Some Muslim authors also muddied the waters around that time by writing as if Urdu was an exclusively Muslim domain and no Hindu, or for that matter, any non-Muslim writer in Urdu, deserved a place in the Urdu canon.
Although this wasn't at all the case, it became a general assumption around the middle of the 20th century that the case for Pakistan was also the case for Urdu: Pakistan was constructed as a "homeland" for the Muslims, and since Urdu was the language of Muslims alone, its proper place was in Pakistan, not in India.
A major reason for the creation of the false identification of Urdu=Muslims was faulty perception of the literary and cultural history of Urdu, and failure to inquire into its early history and nomenclature. For instance, it was widely assumed, and not by the anti-Urdu lobby alone but also by historians and scholars of Urdu, that the word "urdu" means "army," and the language therefore developed through the interaction of "Muslim invading armies" with the local tradespeople. Thus two birds were killed with one stone: Urdu was the outcome of "foreign aggression," and its character was basically "inferior." It was therefore necessarily "gentrified" by imposing upon it a heavy overlay of Arabic and Persian vocabulary.
In point of fact, the word "urdu" doesn't mean "army" in Urdu, or even in Persian. In India, it originally meant "royal court"—a meaning testified to by Dr. John Gilchrist in 1798—or at best it meant the rolling court maintained by Akbar in late sixteenth century, a court that contained in full all the elements of a stationery establishment, including an extensive market. Thus the term began to mean "a camp market." The term "urdu" continued to be applied to the royal court, that is, Shajahanabad, after Shah Jahan established that city as his capital in 1648. In Urdu, the term's first meaning was "the city of Shajahanabad," and then "the language of the exalted city-court of Shahajahanabad," that is, the language that was then known as "Hindi" or "Rekhta." This meaning couldn't have developed much earlier than the arrival and settlement of Shah Alam II in Delhi in 1771.Around the middle of the eighteenth century, we find Sirajuddin Ali Khan-e Arzu, the great linguist and lexicographer, declaring that Persian was "the language of the exalted city-court (=urdu) of Shahjahanabad."

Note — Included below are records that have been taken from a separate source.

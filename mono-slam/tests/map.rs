use cv_core::{
    nalgebra::{Point2, Point3, Rotation3, Vector3},
    Pose, WorldToCamera,
};
use mono_slam::{
    CameraIntrinsics, CullThresholds, Descriptor, Features, Frame, FrameId,
    LevenbergMarquardtAdjuster, SlamError, WorldMap,
};

fn intrinsics() -> CameraIntrinsics {
    CameraIntrinsics::from_focal(100.0, Point2::new(50.0, 50.0)).unwrap()
}

fn shifted(x: f64) -> WorldToCamera {
    WorldToCamera::from_parts(Vector3::new(x, 0.0, 0.0), Rotation3::identity())
}

/// A frame whose keypoints are the exact projections of `points`.
fn frame(id: usize, pose: WorldToCamera, points: &[Point3<f64>]) -> Frame {
    let keypoints = points
        .iter()
        .map(|&p| intrinsics().project(pose.0 * p).unwrap())
        .collect::<Vec<_>>();
    let descriptors = (0..keypoints.len())
        .map(|i| {
            let mut bytes = [0u8; 64];
            bytes[i % 64] = (i / 64 + 1) as u8;
            Descriptor::new(bytes)
        })
        .collect();
    Frame::new(
        FrameId(id),
        intrinsics(),
        Features {
            keypoints,
            descriptors,
        },
        Some(pose),
    )
    .unwrap()
}

fn grid() -> Vec<Point3<f64>> {
    (0..16)
        .map(|i| {
            let (x, y) = ((i % 4) as f64 - 1.5, (i / 4) as f64 - 1.5);
            Point3::new(x * 0.4, y * 0.4, 4.0 + 0.2 * x)
        })
        .collect()
}

fn two_frame_map() -> WorldMap {
    let points = grid();
    let mut map = WorldMap::default();
    map.add_frame(frame(0, WorldToCamera::identity(), &points))
        .unwrap();
    map.add_frame(frame(1, shifted(-0.5), &points)).unwrap();
    map
}

#[test]
fn frames_must_arrive_in_order() {
    let mut map = two_frame_map();
    assert!(matches!(
        map.add_frame(frame(5, WorldToCamera::identity(), &grid())),
        Err(SlamError::InvariantViolation(_))
    ));
    assert_eq!(map.frame_count(), 2);
    assert_eq!(map.next_frame_id(), FrameId(2));
}

#[test]
fn observations_are_write_once() {
    let mut map = two_frame_map();
    let points = grid();
    let key = map
        .add_point(points[0], [1, 2, 3], [(FrameId(0), 0), (FrameId(1), 0)])
        .unwrap();
    map.add_frame(frame(2, shifted(-1.0), &points)).unwrap();
    map.add_observation(key, FrameId(2), 0).unwrap();

    // The same frame twice.
    assert!(map.add_observation(key, FrameId(2), 1).is_err());
    // A slot that is already taken.
    let other = map
        .add_point(points[1], [0; 3], [(FrameId(0), 1), (FrameId(1), 1)])
        .unwrap();
    assert!(map.add_observation(other, FrameId(2), 0).is_err());
    assert!(map
        .add_point(points[2], [0; 3], [(FrameId(0), 0), (FrameId(1), 2)])
        .is_err());
    // Both observations in one frame.
    assert!(map
        .add_point(points[2], [0; 3], [(FrameId(0), 2), (FrameId(0), 3)])
        .is_err());
    // A keypoint that does not exist.
    assert!(map.add_observation(other, FrameId(2), 99).is_err());

    assert_eq!(map.point_count(), 2);
    assert_eq!(
        map.point(key).unwrap().observations(),
        &[(FrameId(0), 0), (FrameId(1), 0), (FrameId(2), 0)]
    );
    assert_eq!(map.frames()[2].slot(0), Some(key));
    assert_eq!(map.frames()[2].slot(1), None);
    map.validate().unwrap();
}

#[test]
fn cull_removes_inconsistent_points() {
    let mut map = two_frame_map();
    let points = grid();
    let good = map
        .add_point(points[0], [0; 3], [(FrameId(0), 0), (FrameId(1), 0)])
        .unwrap();
    let moved = points[1] + Vector3::new(0.5, 0.0, 0.0);
    let bad = map
        .add_point(moved, [0; 3], [(FrameId(0), 1), (FrameId(1), 1)])
        .unwrap();
    let behind = Point3::new(0.0, 0.0, -4.0);
    let hidden = map
        .add_point(behind, [0; 3], [(FrameId(0), 2), (FrameId(1), 2)])
        .unwrap();

    let culled = map.cull(CullThresholds::default());
    assert_eq!(culled, 2);
    assert!(map.point(good).is_some());
    assert!(map.point(bad).is_none());
    assert!(map.point(hidden).is_none());
    for frame in map.frames() {
        assert_eq!(frame.slot(1), None);
        assert_eq!(frame.slot(2), None);
    }
    map.validate().unwrap();

    // Nothing left to remove.
    assert_eq!(map.cull(CullThresholds::default()), 0);
    assert_eq!(map.point_count(), 1);
}

#[test]
fn cull_removes_stale_points() {
    let points = grid();
    let mut map = WorldMap::default();
    for id in 0..10 {
        map.add_frame(frame(id, WorldToCamera::identity(), &points))
            .unwrap();
    }
    let stale = map
        .add_point(points[0], [0; 3], [(FrameId(0), 0), (FrameId(1), 0)])
        .unwrap();
    let recent = map
        .add_point(points[1], [0; 3], [(FrameId(8), 1), (FrameId(9), 1)])
        .unwrap();
    let busy = map
        .add_point(points[2], [0; 3], [(FrameId(0), 2), (FrameId(1), 2)])
        .unwrap();
    for id in 2..5 {
        map.add_observation(busy, FrameId(id), 2).unwrap();
    }
    // Last seen exactly seven frames before frame 9.
    let boundary = map
        .add_point(points[3], [0; 3], [(FrameId(1), 3), (FrameId(2), 3)])
        .unwrap();

    let thresholds = CullThresholds::default();
    assert_eq!(thresholds.staleness, 7);
    assert_eq!(map.cull(thresholds), 1);
    assert!(map.point(stale).is_none());
    assert!(map.point(recent).is_some());
    assert!(map.point(boundary).is_some());
    // Five observations is more than the staleness rule applies to.
    assert!(map.point(busy).is_some());

    let strict = CullThresholds {
        max_observations: 5,
        staleness: 3,
        ..thresholds
    };
    assert_eq!(map.cull(strict), 2);
    assert!(map.point(busy).is_none());
    assert!(map.point(boundary).is_none());
    map.validate().unwrap();
}

#[test]
fn optimization_leaves_fixed_frames_alone() {
    let points = grid();
    let truth = shifted(-1.0);
    let mut map = two_frame_map();
    let start = WorldToCamera::from_parts(
        Vector3::new(-0.9, 0.05, 0.02),
        Rotation3::from_euler_angles(0.01, -0.02, 0.0),
    );
    // Keypoints seen from the true pose, registered with a wrong one.
    let observed = frame(2, truth, &points);
    let third = Frame::new(
        FrameId(2),
        intrinsics(),
        Features {
            keypoints: observed.keypoints().to_vec(),
            descriptors: observed.descriptors().to_vec(),
        },
        Some(start),
    )
    .unwrap();
    map.add_frame(third).unwrap();
    for (ix, &point) in points.iter().enumerate() {
        let key = map
            .add_point(point, [0; 3], [(FrameId(0), ix), (FrameId(1), ix)])
            .unwrap();
        map.add_observation(key, FrameId(2), ix).unwrap();
    }
    let before: Vec<_> = map.frames().iter().map(Frame::pose).collect();

    let error = map.optimize(&LevenbergMarquardtAdjuster::new(), Some(1), true, 20);
    assert!(error < 1e-10);

    let after: Vec<_> = map.frames().iter().map(Frame::pose).collect();
    assert_eq!(before[..2], after[..2]);
    let residual = after[2].0.translation.vector - truth.0.translation.vector;
    assert!(residual.norm() < 1e-4);
    assert_eq!(
        map.point_cloud().iter().map(|&(p, _)| p).collect::<Vec<_>>(),
        points
    );
}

Urdu scholars appreciated that the language now called "Urdu," during most of its history prior to the last quarter of the eighteenth century, was not called Urdu, but Dihlavi, Hindi, Hindvi, Hindui, Gujri, Dakani, and Rekhta. But they failed to inquire why and how the language obtained the name "Urdu" in preference to all others. They also failed to appreciate that a language all but one of whose ancient names related to a city or a territory in India, or in fact to whole of India—at least North India—could not have evolved in an army interacting with the local tradespeople.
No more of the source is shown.